Abstract: The only mentioned a sentence "using a load balancer to expose apiserver to working nodes", and this is precisely the key issue that needs to be resolved during the deployment process.

This article is shared from the HUAWEI cloud community " Kubernetes High-Availability Cluster ", author: zuozewei.

1. High-availability topology

You can set up an HA cluster:

  • Use stacked control plane nodes, where etcd nodes coexist with control plane nodes;
  • Use an external etcd node, where etcd runs on a node different from the control plane;

Before setting up an HA cluster, you should carefully consider the advantages and disadvantages of each topology.

1. Stacked etcd topology

image.png

main feature:

  • The etcd distributed data storage cluster is stacked on the control plane node managed by kubeadm and runs as a component of the control plane.
  • Each control plane node runs kube-apiserver, kube-scheduler and kube-controller-manager instances.
  • kube-apiserver uses LB to expose to worker nodes.
  • Each control plane node creates a local etcd member, which only communicates with the kube-apiserver of the node. The same applies to local kube-controller-manager and kube-scheduler instances.
  • Simple overview: Each master node runs an apiserver and etcd, etcd only communicates with the apiserver of this node.
  • This topology couples the control plane and etcd members on the same node. Compared to using an external etcd cluster, it is simpler to set up and easier to manage copies.
  • However, stacking clusters has the risk of coupling failure. If a node fails, both etcd members and control plane instances will be lost, and redundancy will be affected. This risk can be reduced by adding more control plane nodes. At least three stacked control plane nodes should be run for the HA cluster (to prevent split-brain).
  • This is the default topology in kubeadm. When kubeadm init and kubeadm join --control-plane are used, local etcd members are automatically created on the control plane node.

2. External etcd topology

image.png

main feature:

  • An HA cluster with external etcd is one such topology in which the etcd distributed data storage cluster runs on other nodes independent of the control plane nodes.
  • Just like the stacked etcd topology, each control plane node in the external etcd topology runs kube-apiserver, kube-scheduler and kube-controller-manager instances.
  • Similarly, kube-apiserver uses a load balancer to expose to worker nodes. However, etcd members run on different hosts, and each etcd host communicates with the kube-apiserver of each control plane node.
  • Brief overview: etcd cluster runs on a separate host, and each etcd communicates with the apiserver node.
  • This topology decouples the control plane and etcd members. Therefore, it provides an HA setting in which the loss of control plane instances or etcd members has less impact, and does not affect cluster redundancy like a stacked HA topology.
  • However, this topology requires twice the number of hosts in the stacked HA topology. An HA cluster with this topology requires at least three hosts for control plane nodes and three hosts for etcd nodes.
  • You need to set up an external etcd cluster separately.

3. Summary

The official here is mainly to solve the relationship between apiserver and etcd cluster in high availability scenarios, as well as control plane nodes to prevent single points of failure. However, it is impossible for the cluster's external access interface to expose all three apiservers, and it is still not possible to automatically switch to other nodes when one node is down. The official only mentioned a sentence "using a load balancer to expose apiserver to worker nodes", and this is precisely the key issue that needs to be resolved during the deployment process.

Notes: The load balancer here is not kube-proxy, and the Load Balancer here is for apiserver.

Finally, we summarize the two topologies:

  • Stacked etcd topology: simple to set up and easy to manage copies, but there is a risk of coupling failure. If the node fails, the etcd member and control plane instance may be lost. It is recommended to test the development environment;
  • External etcd topology: The control plane and etcd members are decoupled, and there is no risk of affecting cluster redundancy like the stacked HA topology. However, it requires twice the number of hosts in the stacked HA topology, and the setup is relatively complicated.
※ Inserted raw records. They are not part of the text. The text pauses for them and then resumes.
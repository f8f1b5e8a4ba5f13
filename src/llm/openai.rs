//! OpenAI Responses API client with automatic retry for transient errors.

use std::time::Instant;

use async_trait::async_trait;
use reqwest::Client;
use serde::{Deserialize, Serialize};
use serde_json::json;

use super::error::{classify_http_status, LlmError, LlmErrorKind, RetryConfig};
use super::{LlmClient, ReasoningEffort, TextRequest, TextResponse, Usage, WebSource};

const OPENAI_RESPONSES_URL: &str = "https://api.openai.com/v1/responses";

/// Some model families reject the `temperature` parameter outright.
fn supports_temperature(model: &str, effort: Option<ReasoningEffort>) -> bool {
    let m = model.to_ascii_lowercase();
    if m.starts_with("gpt-5.2") || m.starts_with("gpt-5.1") {
        return effort.is_none();
    }
    if m.starts_with("gpt-5") {
        return false;
    }
    true
}

/// Client for the OpenAI Responses API.
pub struct OpenAiClient {
    client: Client,
    api_key: String,
    base_url: String,
    retry_config: RetryConfig,
}

impl OpenAiClient {
    /// Create a new client with default retry configuration.
    pub fn new(api_key: String) -> Self {
        Self {
            client: Client::new(),
            api_key,
            base_url: OPENAI_RESPONSES_URL.to_string(),
            retry_config: RetryConfig::default(),
        }
    }

    /// Create a new client with custom retry configuration.
    pub fn with_retry_config(api_key: String, retry_config: RetryConfig) -> Self {
        Self {
            retry_config,
            ..Self::new(api_key)
        }
    }

    /// Point the client at a different endpoint (proxies, test servers).
    pub fn with_base_url(mut self, base_url: impl Into<String>) -> Self {
        self.base_url = base_url.into();
        self
    }

    fn build_body(request: &TextRequest) -> serde_json::Value {
        let mut body = json!({
            "model": request.model,
            "input": request.input,
        });
        if let Some(t) = request.temperature {
            if supports_temperature(&request.model, request.reasoning_effort) {
                body["temperature"] = json!(t);
            }
        }
        if let Some(effort) = request.reasoning_effort {
            body["reasoning"] = json!({ "effort": effort });
        }
        if request.web_search {
            body["tools"] = json!([{ "type": "web_search" }]);
            body["include"] = json!(["web_search_call.action.sources"]);
        }
        body
    }

    fn parse_retry_after(headers: &reqwest::header::HeaderMap) -> Option<std::time::Duration> {
        headers
            .get("retry-after")
            .and_then(|v| v.to_str().ok())
            .and_then(|s| s.parse::<u64>().ok().map(std::time::Duration::from_secs))
    }

    fn create_error(
        status: reqwest::StatusCode,
        body: &str,
        retry_after: Option<std::time::Duration>,
    ) -> LlmError {
        let status_code = status.as_u16();
        match classify_http_status(status_code) {
            LlmErrorKind::RateLimited => LlmError::rate_limited(body.to_string(), retry_after),
            LlmErrorKind::ClientError => LlmError::client_error(status_code, body.to_string()),
            _ => LlmError::server_error(status_code, body.to_string()),
        }
    }

    async fn execute_request(&self, body: &serde_json::Value) -> Result<TextResponse, LlmError> {
        let response = match self
            .client
            .post(&self.base_url)
            .header("Authorization", format!("Bearer {}", self.api_key))
            .header("Content-Type", "application/json")
            .json(body)
            .send()
            .await
        {
            Ok(r) => r,
            Err(e) => {
                return if e.is_timeout() {
                    Err(LlmError::network_error(format!("Request timeout: {e}")))
                } else if e.is_connect() {
                    Err(LlmError::network_error(format!("Connection failed: {e}")))
                } else {
                    Err(LlmError::network_error(format!("Request failed: {e}")))
                };
            }
        };

        let status = response.status();
        let retry_after = Self::parse_retry_after(response.headers());
        let text = response.text().await.unwrap_or_default();

        if !status.is_success() {
            return Err(Self::create_error(status, &text, retry_after));
        }

        let parsed: ApiResponse = serde_json::from_str(&text).map_err(|e| {
            LlmError::parse_error(format!("Failed to parse response: {e}, body: {text}"))
        })?;

        Ok(parsed.into_text_response())
    }

    async fn execute_with_retry(
        &self,
        body: &serde_json::Value,
    ) -> Result<TextResponse, LlmError> {
        let start = Instant::now();
        let mut attempt = 0;

        loop {
            match self.execute_request(body).await {
                Ok(response) => {
                    if attempt > 0 {
                        tracing::info!(
                            "Request succeeded after {} retries (total time: {:?})",
                            attempt,
                            start.elapsed()
                        );
                    }
                    return Ok(response);
                }
                Err(error) => {
                    let should_retry = self.retry_config.should_retry(&error)
                        && attempt < self.retry_config.max_retries;

                    if !should_retry {
                        tracing::error!("Request failed (non-retryable or exhausted): {error}");
                        return Err(error);
                    }

                    let delay = error.suggested_delay(attempt);
                    let remaining = self
                        .retry_config
                        .max_retry_duration
                        .saturating_sub(start.elapsed());
                    let actual_delay = delay.min(remaining);
                    if actual_delay.is_zero() {
                        tracing::warn!(
                            "Retry attempt {} failed, no time remaining: {error}",
                            attempt + 1
                        );
                        return Err(error);
                    }

                    tracing::warn!(
                        "Retry attempt {} failed with {}, retrying in {:?}: {}",
                        attempt + 1,
                        error.kind,
                        actual_delay,
                        error.message
                    );
                    tokio::time::sleep(actual_delay).await;
                    attempt += 1;
                }
            }
        }
    }
}

#[async_trait]
impl LlmClient for OpenAiClient {
    async fn respond(&self, request: &TextRequest) -> Result<TextResponse, LlmError> {
        tracing::debug!("Sending request to OpenAI: model={}", request.model);
        let body = Self::build_body(request);
        self.execute_with_retry(&body).await
    }
}

/// Responses API wire format (the subset this crate reads).
#[derive(Debug, Deserialize)]
struct ApiResponse {
    #[serde(default)]
    id: String,
    #[serde(default)]
    output: Vec<OutputItem>,
    #[serde(default)]
    usage: Option<Usage>,
}

#[derive(Debug, Deserialize)]
struct OutputItem {
    #[serde(rename = "type", default)]
    kind: String,
    #[serde(default)]
    content: Vec<ContentItem>,
    #[serde(default)]
    action: Option<SearchAction>,
}

#[derive(Debug, Deserialize)]
struct ContentItem {
    #[serde(rename = "type", default)]
    kind: String,
    #[serde(default)]
    text: String,
}

#[derive(Debug, Deserialize)]
struct SearchAction {
    #[serde(default)]
    sources: Vec<ApiSource>,
}

#[derive(Debug, Deserialize, Serialize)]
struct ApiSource {
    url: Option<String>,
    title: Option<String>,
    snippet: Option<String>,
}

impl ApiResponse {
    fn into_text_response(self) -> TextResponse {
        let mut text = String::new();
        let mut web_sources = Vec::new();

        for item in self.output {
            match item.kind.as_str() {
                "message" => {
                    for part in item.content {
                        if part.kind == "output_text" {
                            text.push_str(&part.text);
                        }
                    }
                }
                "web_search_call" => {
                    if let Some(action) = item.action {
                        for s in action.sources {
                            if s.url.is_none() {
                                continue;
                            }
                            web_sources.push(WebSource {
                                url: s.url,
                                title: s.title,
                                snippet: s.snippet,
                            });
                        }
                    }
                }
                // Reasoning items and anything else are not surfaced.
                _ => {}
            }
        }

        TextResponse {
            id: self.id,
            text,
            usage: self.usage,
            web_sources,
        }
    }
}

#[cfg(test)]
mod tests {
    use super::*;

    #[test]
    fn temperature_support_by_model_family() {
        assert!(!supports_temperature("gpt-5.2", Some(ReasoningEffort::High)));
        assert!(supports_temperature("gpt-5.2", None));
        assert!(!supports_temperature("gpt-5-mini", None));
        assert!(supports_temperature("gpt-4o", Some(ReasoningEffort::Low)));
    }

    #[test]
    fn body_omits_temperature_for_models_that_reject_it() {
        let req = TextRequest::new("gpt-5-mini", "hello").temperature(0.0);
        let body = OpenAiClient::build_body(&req);
        assert!(body.get("temperature").is_none());

        let req = TextRequest::new("gpt-4o", "hello").temperature(0.0);
        let body = OpenAiClient::build_body(&req);
        assert_eq!(body["temperature"], 0.0);
    }

    #[test]
    fn body_enables_hosted_web_search() {
        let req = TextRequest::new("gpt-5-mini", "q").with_web_search();
        let body = OpenAiClient::build_body(&req);
        assert_eq!(body["tools"][0]["type"], "web_search");
        assert_eq!(body["include"][0], "web_search_call.action.sources");
    }

    #[test]
    fn wire_response_collects_text_and_sources() {
        let raw = serde_json::json!({
            "id": "resp_1",
            "output": [
                {
                    "type": "web_search_call",
                    "action": { "sources": [
                        { "url": "https://example.com", "title": "Example", "snippet": "snip" },
                        { "title": "no url, skipped" }
                    ]}
                },
                {
                    "type": "message",
                    "content": [
                        { "type": "output_text", "text": "Hello " },
                        { "type": "output_text", "text": "world" }
                    ]
                }
            ],
            "usage": { "input_tokens": 10, "output_tokens": 5 }
        });
        let parsed: ApiResponse = serde_json::from_value(raw).unwrap();
        let resp = parsed.into_text_response();
        assert_eq!(resp.text, "Hello world");
        assert_eq!(resp.web_sources.len(), 1);
        assert_eq!(resp.web_sources[0].url.as_deref(), Some("https://example.com"));
        assert_eq!(resp.usage.unwrap().total(), 15);
    }
}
A production environment is recommended.

Two, deployment architecture

The following is the deployment architecture we used in the test environment:
image.png

The kubeadm method is used to build a highly available k8s cluster. The high availability of the k8s cluster is actually the high availability of the core components of standby mode is used:
image.png

  • apiserver achieves high availability through keepalived+haproxy. When a node fails, keepalived vip transfer is triggered, and haproxy is responsible for loading traffic to the apiserver node;
  • controller-manager k8s internally generates a leader through election (controlled by --leader-elect selection, default is true), at the same time there is only one controller-manager component running in the cluster, and the rest are in the backup state;
  • scheduler k8s internally generates a leader through election (controlled by --leader-elect selection, default is true), at the same time there is only one scheduler component running in the cluster, and the rest are in the backup state;
  • etcd achieves high availability by running kubeadm to automatically create a cluster. The number of deployed nodes is an odd number. The 3-node method can tolerate at most one machine downtime.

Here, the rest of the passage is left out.